[About this task]
Records follow. Copy every line with "Context".

Top of The records

//! Single-slot event notification.

use std::fmt;

use crate::types::Event;

type Callback = Box<dyn FnMut(Event, i32)>;

/// Holds at most one owner callback, invoked as `(event, error_code)`.
///
/// The slot should be filled before the poll loop starts; it is invoked
/// synchronously from within `tick()`.
#[derive(Default)]
pub struct EventNotifier {
    callback: Option<Callback>,
}

impl EventNotifier {
    /// Create an empty notifier.
    pub fn new() -> Self {
        Self::default()
    }

    /// Install `callback`, replacing any previous one.
    pub fn set<F>(&mut self, callback: F)
    where
        F: FnMut(Event, i32) + 'static,
    {
        self.callback = Some(Box::new(callback));
    }

    /// Remove the installed callback.
    pub fn clear(&mut self) {
        self.callback = None;
    }

    /// Check if a callback is installed.
    pub fn is_set(&self) -> bool {
        self.callback.is_some()
    }

    /// Deliver an event. A no-op when the slot is empty.
    pub fn notify(&mut self, event: Event, code: i32) {
        if let Some(callback) = self.callback.as_mut() {
            callback(event, code);
        }
    }
}

impl fmt::Debug for EventNotifier {
    fn fmt(&self, f: &mut fmt::Formatter<'_>) -> fmt::Result {
        f.debug_struct("EventNotifier")
            .field("is_set", &self.is_set())
            .finish()
    }
}

#[cfg(test)]
mod tests {
    use super::*;
    use std::cell::RefCell;
    use std::rc::Rc;

    #[test]
    fn test_notify_empty_slot() {
        let mut notifier = EventNotifier::new();
        assert!(!notifier.is_set());
        notifier.notify(Event::Connected, 0);
    }

    #[test]
    fn test_notify_replaces_callback() {
        let first = Rc::new(RefCell::new(Vec::new()));
        let second = Rc::new(RefCell::new(Vec::new()));

        let mut notifier = EventNotifier::new();
        let sink = Rc::clone(&first);
        notifier.set(move |event, code| sink.borrow_mut().push((event, code)));
        notifier.notify(Event::Error, -6);

        let sink = Rc::clone(&second);
        notifier.set(move |event, code| sink.borrow_mut().push((event, code)));
        notifier.notify(Event::Connected, 0);

        assert_eq!(*first.borrow(), vec![(Event::Error, -6)]);
        assert_eq!(*second.borrow(), vec![(Event::Connected, 0)]);

        notifier.clear();
        assert!(!notifier.is_set());
    }
}
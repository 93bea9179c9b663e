//! Driving a connection handler from a tokio runtime.

use std::time::Duration;

use tokio::time::{MissedTickBehavior, interval, timeout};

use crate::clock::Clock;
use crate::error::{LinkError, Result};
use crate::transport::Transport;
use crate::types::ConnectionState;

use super::handler::ConnectionHandler;

/// Tick `handler` every `period` until `done` accepts the returned state.
///
/// The handler itself stays synchronous; this only replaces the owner's
/// poll loop. A zero `period` is raised to one millisecond.
pub async fn drive_until<T, C, F>(
    handler: &mut ConnectionHandler<T, C>,
    period: Duration,
    mut done: F,
) -> ConnectionState
where
    T: Transport,
    C: Clock,
    F: FnMut(ConnectionState) -> bool,
{
    let mut ticker = interval(period.max(Duration::from_millis(1)));
    ticker.set_missed_tick_behavior(MissedTickBehavior::Delay);

    loop {
        ticker.tick().await;
        let state = handler.tick();
        if done(state) {
            return state;
        }
    }
}

/// Like [`drive_until`], giving up after `limit`.
pub async fn drive_until_timeout<T, C, F>(
    handler: &mut ConnectionHandler<T, C>,
    period: Duration,
    limit: Duration,
    done: F,
) -> Result<ConnectionState>
where
    T: Transport,
    C: Clock,
    F: FnMut(ConnectionState) -> bool,
{
    timeout(limit, drive_until(handler, period, done))
        .await
        .map_err(|_| LinkError::Timeout)
}

#[cfg(test)]
mod tests {
    use super::*;
    use crate::clock::SystemClock;
    use crate::connection::{HandlerConfig, IntervalTable};
    use crate::error::DriverError;
    use crate::sim::SimLoRaModem;
    use crate::transport::{LoRaHandler, LoRaParams};

    fn fast_lora(modem: SimLoRaModem) -> ConnectionHandler<LoRaHandler<SimLoRaModem>, SystemClock> {
        ConnectionHandler::with_config(
            LoRaHandler::new(modem, LoRaParams::new("eui", "key")),
            SystemClock::new(),
            HandlerConfig::new(IntervalTable::uniform(1)),
        )
    }

    #[tokio::test(flavor = "current_thread")]
    async fn test_drive_until_connected() {
        let mut conn = fast_lora(SimLoRaModem::new());
        let state = drive_until_timeout(
            &mut conn,
            Duration::from_millis(2),
            Duration::from_secs(5),
            |s| s.is_connected(),
        )
        .await;
        assert_eq!(state, Ok(ConnectionState::Connected));
        assert_eq!(conn.stats().connect_count, 1);
    }

    #[tokio::test(flavor = "current_thread")]
    async fn test_drive_until_times_out() {
        let mut modem = SimLoRaModem::new();
        modem.set_join_result(Err(DriverError(-6)));
        let mut conn = fast_lora(modem);

        let result = drive_until_timeout(
            &mut conn,
            Duration::from_millis(2),
            Duration::from_millis(100),
            |s| s.is_connected(),
        )
        .await;
        assert_eq!(result, Err(LinkError::Timeout));
        assert_eq!(conn.state(), ConnectionState::Error);
    }
}
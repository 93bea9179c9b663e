//! Wi-Fi station handler.

use tracing::{error, info, warn};

use crate::connection::{Context, HandlerConfig, InitFailurePolicy, IntervalTable};
use crate::error::{DriverError, Result};
use crate::types::{ConnectionState, Event};

use super::{LinkIo, Transport, check_sent};

/// Re-check delays for a Wi-Fi station.
pub const WIFI_INTERVALS: IntervalTable = IntervalTable {
    init: 100,
    connecting: 500,
    connected: 10_000,
    disconnecting: 100,
    disconnected: 1_000,
    closed: 1_000,
    error: 1_000,
};

/// Station link status reported by the radio.
#[derive(Debug, Clone, Copy, PartialEq, Eq, Hash, Default)]
pub enum WifiStatus {
    #[default]
    Idle,
    NoSsidAvailable,
    ConnectFailed,
    Connected,
    ConnectionLost,
    Disconnected,
}

/// Driver primitives of a Wi-Fi radio.
pub trait WifiRadio {
    /// Check that the radio module and its firmware respond.
    fn present(&mut self) -> bool;

    /// Associate with an access point and report the resulting status.
    fn associate(&mut self, ssid: &str, password: &str) -> WifiStatus;

    /// Current link status.
    fn status(&mut self) -> WifiStatus;

    /// Leave the access point.
    fn disassociate(&mut self);

    /// Power the radio down.
    fn end(&mut self);

    /// Send bytes; returns the byte count or a negative code.
    fn send(&mut self, buf: &[u8]) -> i32;

    /// Number of received bytes waiting.
    fn receive_available(&mut self) -> usize;

    /// Take one received byte.
    fn receive_byte(&mut self) -> Option<u8>;
}

/// Access point credentials.
#[derive(Debug, Clone, PartialEq, Eq)]
pub struct WifiParams {
    /// Network name.
    pub ssid: String,
    /// WPA passphrase; empty for open networks.
    pub password: String,
}

impl WifiParams {
    /// Create credentials for `ssid`.
    pub fn new(ssid: impl Into<String>, password: impl Into<String>) -> Self {
        Self {
            ssid: ssid.into(),
            password: password.into(),
        }
    }
}

/// State handlers for a Wi-Fi station.
#[derive(Debug)]
pub struct WifiHandler<R> {
    radio: R,
    params: WifiParams,
}

impl<R: WifiRadio> WifiHandler<R> {
    /// Wrap `radio` with fixed credentials.
    pub fn new(radio: R, params: WifiParams) -> Self {
        Self { radio, params }
    }

    /// Get the credentials.
    pub fn params(&self) -> &WifiParams {
        &self.params
    }

    /// Get the radio.
    pub fn radio(&self) -> &R {
        &self.radio
    }

    /// Get the radio mutably.
    pub fn radio_mut(&mut self) -> &mut R {
        &mut self.radio
    }
}

impl<R: WifiRadio> LinkIo for WifiHandler<R> {
    fn write(&mut self, buf: &[u8]) -> Result<usize> {
        let result = check_sent(self.radio.send(buf), buf.len(), |_| "radio rejected write");
        if let Err(err) = &result {
            warn!("[wifi] {}", err);
        }
        result
    }

    fn read(&mut self) -> Option<u8> {
        self.radio.receive_byte()
    }

    fn available(&mut self) -> bool {
        self.radio.receive_available() > 0
    }
}

impl<R: WifiRadio> Transport for WifiHandler<R> {
    fn name(&self) -> &'static str {
        "wifi"
    }

    // A missing radio will not appear by retrying.
    fn default_config(&self) -> HandlerConfig {
        HandlerConfig::new(WIFI_INTERVALS).with_init_failure(InitFailurePolicy::Halt)
    }

    fn handle_init(&mut self, ctx: &mut Context<'_>) -> ConnectionState {
        if !self.radio.present() {
            error!("[wifi] communication with the radio module failed");
            return ctx.init_failed(DriverError::UNSPECIFIED);
        }
        info!("[wifi] connecting to \"{}\"", self.params.ssid);
        ConnectionState::Connecting
    }

    fn handle_connecting(&mut self, ctx: &mut Context<'_>) -> ConnectionState {
        let status = self.radio.associate(&self.params.ssid, &self.params.password);
        if status != WifiStatus::Connected {
            warn!("[wifi] association with \"{}\" failed: {:?}, retrying", self.params.ssid, status);
            return ConnectionState::Connecting;
        }
        info!("[wifi] connected to \"{}\"", self.params.ssid);
        ctx.notify(Event::Connected, 0);
        ConnectionState::Connected
    }

    fn handle_connected(&mut self, ctx: &mut Context<'_>) -> ConnectionState {
        if self.radio.status() != WifiStatus::Connected {
            return ctx.link_lost();
        }
        ConnectionState::Connected
    }

    fn handle_disconnecting(&mut self, ctx: &mut Context<'_>) -> ConnectionState {
        self.radio.disassociate();
        ctx.link_lost()
    }

    fn handle_disconnected(&mut self, ctx: &mut Context<'_>) -> ConnectionState {
        self.radio.end();
        ctx.after_disconnect()
    }
}

#[cfg(test)]
mod tests {
    use super::*;
    use crate::clock::ManualClock;
    use crate::connection::ConnectionHandler;
    use crate::sim::SimWifiRadio;

    #[test]
    fn test_missing_radio_halts() {
        let clock = ManualClock::new();
        let mut radio = SimWifiRadio::new();
        radio.set_present(false);
        let mut conn = ConnectionHandler::with_clock(
            WifiHandler::new(radio, WifiParams::new("lab", "secret")),
            clock.clone(),
        );

        clock.advance_ms(100);
        assert_eq!(conn.tick(), ConnectionState::Error);

        // Terminal: no further driver calls.
        let calls = conn.transport().radio().calls();
        clock.advance_ms(60_000);
        assert_eq!(conn.tick(), ConnectionState::Error);
        assert_eq!(conn.transport().radio().calls(), calls);
    }

    #[test]
    fn test_association_retries_in_place() {
        let clock = ManualClock::new();
        let mut radio = SimWifiRadio::new();
        radio.set_associate_status(WifiStatus::NoSsidAvailable);
        let mut conn = ConnectionHandler::with_clock(
            WifiHandler::new(radio, WifiParams::new("lab", "secret")),
            clock.clone(),
        );

        clock.advance_ms(100);
        assert_eq!(conn.tick(), ConnectionState::Connecting);
        clock.advance_ms(500);
        assert_eq!(conn.tick(), ConnectionState::Connecting);
        assert_eq!(conn.stats().error_count, 0);

        conn.transport_mut()
            .radio_mut()
            .set_associate_status(WifiStatus::Connected);
        clock.advance_ms(500);
        assert_eq!(conn.tick(), ConnectionState::Connected);
        assert_eq!(conn.transport().radio().last_ssid(), Some("lab"));
    }

    #[test]
    fn test_disconnect_request_disassociates() {
        let clock = ManualClock::new();
        let mut conn = ConnectionHandler::with_clock(
            WifiHandler::new(SimWifiRadio::new(), WifiParams::new("lab", "secret")),
            clock.clone(),
        );
        clock.advance_ms(100);
        conn.tick();
        clock.advance_ms(500);
        assert_eq!(conn.tick(), ConnectionState::Connected);

        conn.request_disconnect();
        clock.advance_ms(10_000);
        assert_eq!(conn.tick(), ConnectionState::Disconnecting);
        clock.advance_ms(100);
        assert_eq!(conn.tick(), ConnectionState::Disconnected);
        assert_eq!(conn.transport().radio().disassociations(), 1);
        clock.advance_ms(1_000);
        assert_eq!(conn.tick(), ConnectionState::Closed);
        assert_eq!(conn.transport().radio().ends(), 1);
    }
}
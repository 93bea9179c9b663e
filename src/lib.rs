//! Connection lifecycle management for slow, unreliable links.
//!
//! This crate brings a link up over a radio or cellular transport, notices
//! when it goes away and retries according to the owner's keep-alive
//! intent, all from a single non-blocking `tick()` called in the owner's
//! own loop. There are no threads and no executor: the multi-step bring-up
//! is carried across calls in the connection state.
//!
//! # Features
//!
//! - One state machine shared by every transport
//! - Per-state re-check intervals, with optional retry backoff
//! - Edge-triggered connect/disconnect/error notifications
//! - LoRaWAN, Cat-M1/NB-IoT and Wi-Fi handlers over driver traits
//! - Simulated drivers and a manual clock for host testing
//!
//! # Example
//!
//! ```
//! use netconn_rs::clock::ManualClock;
//! use netconn_rs::connection::ConnectionHandler;
//! use netconn_rs::sim::SimWifiRadio;
//! use netconn_rs::transport::{WifiHandler, WifiParams};
//! use netconn_rs::{ConnectionState, Event};
//! use std::cell::Cell;
//! use std::rc::Rc;
//!
//! let clock = ManualClock::new();
//! let wifi = WifiHandler::new(SimWifiRadio::new(), WifiParams::new("lab", "secret"));
//! let mut conn = ConnectionHandler::with_clock(wifi, clock.clone());
//!
//! let up = Rc::new(Cell::new(false));
//! let flag = Rc::clone(&up);
//! conn.set_notifier(move |event, _code| flag.set(event == Event::Connected));
//!
//! clock.advance_ms(100);
//! assert_eq!(conn.tick(), ConnectionState::Connecting);
//! clock.advance_ms(500);
//! assert_eq!(conn.tick(), ConnectionState::Connected);
//! assert!(up.get());
//! ```
//!
//! # State Overview
//!
//! ```text
//!   INIT ──ok──> CONNECTING ──ok──> CONNECTED
//!    │               │  ▲ retry        │ lost
//!    │ fail          └──┘              ▼
//!    └────────────────────────────> DISCONNECTED <── DISCONNECTING
//!                                      │     │
//!                          keep-alive  │     │ no keep-alive
//!                                      ▼     ▼
//!                                    INIT   CLOSED
//! ```

pub mod clock;
pub mod connection;
pub mod error;
pub mod sim;
pub mod transport;
pub mod types;

// Re-export commonly used types at the crate root
pub use clock::{Clock, ManualClock, SystemClock};
pub use connection::{ConnectionHandler, HandlerConfig, IntervalTable};
pub use error::{DriverError, LinkError, Result};
pub use transport::{LinkIo, Transport};
pub use types::{ConnectionState, Event};
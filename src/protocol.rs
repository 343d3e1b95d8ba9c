//! URL protocol markers, the continuation token codec, and redirect directives.
//!
//! The handshake spans multiple page loads, so all protocol intent travels in the URL:
//! a mode indicator, an opaque continuation token preserving the originally requested
//! resource, and (for tenant flows) a tenant id. [`ProtocolState`] is decoded exactly
//! once per navigation and never mutated afterwards.

// crates.io
use base64::{Engine as _, engine::general_purpose::URL_SAFE_NO_PAD};
// self
use crate::{
	_prelude::*,
	auth::{ApiKey, TenantId},
	http::HttpMethod,
};

/// Query parameter carrying the protocol mode.
pub const MODE_PARAM: &str = "mode";
/// Query parameter carrying the API key.
pub const API_KEY_PARAM: &str = "apiKey";
/// Query parameter carrying the opaque continuation token.
pub const STATE_PARAM: &str = "state";
/// Query parameter carrying the tenant id.
pub const TENANT_PARAM: &str = "tenantId";

/// The decoded intent of the current page load.
#[derive(Clone, Debug, PartialEq, Eq)]
pub enum ProtocolState {
	/// Start a sign-in flow.
	SignIn {
		/// Project API key.
		api_key: ApiKey,
		/// Tenant named in the URL, when present.
		tenant: Option<TenantId>,
		/// Opaque continuation token, when present.
		continuation: Option<String>,
	},
	/// Resume a sign-in flow after the federated redirect returned.
	SignInCallback {
		/// Project API key.
		api_key: ApiKey,
		/// Tenant named in the URL, when present.
		tenant: Option<TenantId>,
		/// Opaque continuation token, when present.
		continuation: Option<String>,
	},
	/// Sign out the single tenant named in the URL.
	SignOutSingle {
		/// Project API key.
		api_key: ApiKey,
		/// Tenant to sign out.
		tenant: TenantId,
		/// Opaque continuation token, when present.
		continuation: Option<String>,
	},
	/// Sign out every tenant currently holding a session.
	SignOutMulti {
		/// Project API key.
		api_key: ApiKey,
		/// Opaque continuation token, when present.
		continuation: Option<String>,
	},
	/// Markers absent or malformed; the flow terminates with `invalid-argument`.
	Unknown,
}
impl ProtocolState {
	/// Decodes the protocol markers from a page URL.
	///
	/// Missing required markers (mode, API key) decode as [`ProtocolState::Unknown`],
	/// and so does any marker that is present but fails validation; a malformed tenant
	/// id never silently widens into "no tenant". The orchestrator turns `Unknown` into
	/// an `invalid-argument` terminal error.
	pub fn decode(url: &Url) -> Self {
		let mut mode = None;
		let mut api_key = None;
		let mut continuation = None;
		let mut tenant = None;

		for (name, value) in url.query_pairs() {
			match name.as_ref() {
				MODE_PARAM => mode = Some(value.into_owned()),
				API_KEY_PARAM => match ApiKey::new(value.as_ref()) {
					Ok(key) => api_key = Some(key),
					Err(_) => return Self::Unknown,
				},
				STATE_PARAM => continuation = Some(value.into_owned()),
				TENANT_PARAM => match TenantId::new(value.as_ref()) {
					Ok(id) => tenant = Some(id),
					Err(_) => return Self::Unknown,
				},
				_ => {},
			}
		}

		let (Some(mode), Some(api_key)) = (mode, api_key) else {
			return Self::Unknown;
		};

		match mode.as_str() {
			"login" => Self::SignIn { api_key, tenant, continuation },
			"callback" => Self::SignInCallback { api_key, tenant, continuation },
			"signout" => match tenant {
				Some(tenant) => Self::SignOutSingle { api_key, tenant, continuation },
				None => Self::SignOutMulti { api_key, continuation },
			},
			_ => Self::Unknown,
		}
	}

	/// The API key named by the markers, when decoded.
	pub fn api_key(&self) -> Option<&ApiKey> {
		match self {
			Self::SignIn { api_key, .. }
			| Self::SignInCallback { api_key, .. }
			| Self::SignOutSingle { api_key, .. }
			| Self::SignOutMulti { api_key, .. } => Some(api_key),
			Self::Unknown => None,
		}
	}

	/// The opaque continuation token, when present.
	pub fn continuation(&self) -> Option<&str> {
		match self {
			Self::SignIn { continuation, .. }
			| Self::SignInCallback { continuation, .. }
			| Self::SignOutSingle { continuation, .. }
			| Self::SignOutMulti { continuation, .. } => continuation.as_deref(),
			Self::Unknown => None,
		}
	}
}

/// Decoded continuation payload carried through the handshake's redirects.
///
/// The token is opaque to the wire protocol; this codec is a convenience for hosting
/// applications that mint their own.
#[derive(Clone, Debug, PartialEq, Eq, Serialize, Deserialize)]
pub struct Continuation {
	/// The resource URL originally requested, restored on the final redirect.
	pub original_uri: String,
	/// Tenant the flow started under, when known.
	#[serde(default, skip_serializing_if = "Option::is_none")]
	pub tenant: Option<TenantId>,
}
impl Continuation {
	/// Creates a continuation for the originally requested resource.
	pub fn new(original_uri: impl Into<String>) -> Self {
		Self { original_uri: original_uri.into(), tenant: None }
	}

	/// Attaches the tenant the flow started under.
	pub fn with_tenant(mut self, tenant: TenantId) -> Self {
		self.tenant = Some(tenant);

		self
	}

	/// Encodes as URL-safe base64 (no padding) over canonical JSON.
	pub fn encode(&self) -> Result<String> {
		let json = serde_json::to_string(self).map_err(|err| {
			TypedError::new(ErrorCode::Internal)
				.with_message("Continuation is not serializable.")
				.with_reason(err)
		})?;

		Ok(URL_SAFE_NO_PAD.encode(json))
	}

	/// Decodes a token produced by [`Continuation::encode`].
	pub fn decode(token: &str) -> Result<Self> {
		let bytes = URL_SAFE_NO_PAD.decode(token).map_err(|err| {
			TypedError::invalid_argument("Continuation token is not valid base64.")
				.with_reason(err)
		})?;
		let text = String::from_utf8(bytes).map_err(|err| {
			TypedError::invalid_argument("Continuation token is not valid UTF-8.")
				.with_reason(err)
		})?;
		let mut deserializer = serde_json::Deserializer::from_str(&text);

		serde_path_to_error::deserialize(&mut deserializer).map_err(|err| {
			TypedError::invalid_argument("Continuation token payload is malformed.")
				.with_reason(err)
		})
	}
}

/// The terminal navigation the hosting page must perform.
///
/// No DOM is touched here; the hosting application submits the hidden form (or plain
/// navigation, for GET with no fields) described by this directive.
#[derive(Clone, Debug, PartialEq, Eq, Serialize, Deserialize)]
pub struct RedirectDirective {
	/// Submission method, taken verbatim from the protocol configuration.
	pub method: HttpMethod,
	/// Navigation target.
	pub url: String,
	/// Hidden form fields, taken verbatim from the protocol configuration.
	pub fields: BTreeMap<String, String>,
}
impl RedirectDirective {
	/// Plain GET navigation with no fields.
	pub fn navigate(url: impl Into<String>) -> Self {
		Self { method: HttpMethod::Get, url: url.into(), fields: BTreeMap::new() }
	}

	/// Whether the directive targets the same origin as the provided page URL.
	pub fn is_same_origin(&self, page: &Url) -> bool {
		Url::parse(&self.url).is_ok_and(|target| same_origin(&target, page))
	}
}

/// Compares scheme, host, and port.
pub fn same_origin(a: &Url, b: &Url) -> bool {
	a.scheme() == b.scheme() && a.host_str() == b.host_str() && a.port_or_known_default() == b.port_or_known_default()
}

#[cfg(test)]
mod tests {
	// self
	use super::*;

	fn url(value: &str) -> Url {
		Url::parse(value).expect("Failed to parse test URL.")
	}

	#[test]
	fn markers_decode_into_protocol_states() {
		let state = ProtocolState::decode(&url(
			"https://auth.example.com/?mode=login&apiKey=key-1&state=tok&tenantId=tenant-a",
		));

		assert!(matches!(
			state,
			ProtocolState::SignIn { ref tenant, ref continuation, .. }
				if tenant.as_deref() == Some("tenant-a") && continuation.as_deref() == Some("tok")
		));

		let callback =
			ProtocolState::decode(&url("https://auth.example.com/?mode=callback&apiKey=key-1"));

		assert!(matches!(callback, ProtocolState::SignInCallback { tenant: None, .. }));

		let single = ProtocolState::decode(&url(
			"https://auth.example.com/?mode=signout&apiKey=key-1&tenantId=tenant-a",
		));

		assert!(matches!(single, ProtocolState::SignOutSingle { .. }));

		let multi =
			ProtocolState::decode(&url("https://auth.example.com/?mode=signout&apiKey=key-1"));

		assert!(matches!(multi, ProtocolState::SignOutMulti { .. }));
	}

	#[test]
	fn missing_or_malformed_markers_decode_as_unknown() {
		assert_eq!(
			ProtocolState::decode(&url("https://auth.example.com/?apiKey=key-1")),
			ProtocolState::Unknown
		);
		assert_eq!(
			ProtocolState::decode(&url("https://auth.example.com/?mode=login")),
			ProtocolState::Unknown
		);
		assert_eq!(
			ProtocolState::decode(&url("https://auth.example.com/?mode=dance&apiKey=key-1")),
			ProtocolState::Unknown
		);
	}

	#[test]
	fn present_but_malformed_tenant_never_widens_the_flow() {
		// An empty tenant must not decode as "sign out everything".
		assert_eq!(
			ProtocolState::decode(&url(
				"https://auth.example.com/?mode=signout&apiKey=key-1&tenantId="
			)),
			ProtocolState::Unknown
		);
		// Nor may it fall through to tenant selection or the agent flow.
		assert_eq!(
			ProtocolState::decode(&url(
				"https://auth.example.com/?mode=login&apiKey=key-1&tenantId=bad%20tenant"
			)),
			ProtocolState::Unknown
		);
		assert_eq!(
			ProtocolState::decode(&url(
				"https://auth.example.com/?mode=callback&apiKey=key-1&tenantId="
			)),
			ProtocolState::Unknown
		);
		// A malformed API key is rejected the same way.
		assert_eq!(
			ProtocolState::decode(&url("https://auth.example.com/?mode=login&apiKey=")),
			ProtocolState::Unknown
		);
	}

	#[test]
	fn continuation_round_trips_and_rejects_garbage() {
		let continuation = Continuation::new("https://app.example.com/doc?page=2")
			.with_tenant(TenantId::new("tenant-a").expect("Tenant fixture should be valid."));
		let token = continuation.encode().expect("Continuation should encode.");
		let decoded = Continuation::decode(&token).expect("Continuation should decode.");

		assert_eq!(decoded, continuation);

		let err = Continuation::decode("!!!not-base64!!!")
			.expect_err("Garbage token must be rejected.");

		assert_eq!(err.code, ErrorCode::InvalidArgument);
	}

	#[test]
	fn same_origin_compares_scheme_host_port() {
		let page = url("https://app.example.com/doc");

		assert!(RedirectDirective::navigate("https://app.example.com/other").is_same_origin(&page));
		assert!(!RedirectDirective::navigate("http://app.example.com/other").is_same_origin(&page));
		assert!(!RedirectDirective::navigate("https://evil.example.com/").is_same_origin(&page));
		assert!(RedirectDirective::navigate("https://app.example.com:443/x").is_same_origin(&page));
	}
}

Bottom of The records

[Result of the task]
use crate::connection::{Context, HandlerConfig, InitFailurePolicy, IntervalTable};
    fn handle_init(&mut self, ctx: &mut Context<'_>) -> ConnectionState {
    fn handle_connecting(&mut self, ctx: &mut Context<'_>) -> ConnectionState {
    fn handle_connected(&mut self, ctx: &mut Context<'_>) -> ConnectionState {
    fn handle_disconnecting(&mut self, ctx: &mut Context<'_>) -> ConnectionState {
    fn handle_disconnected(&mut self, ctx: &mut Context<'_>) -> ConnectionState {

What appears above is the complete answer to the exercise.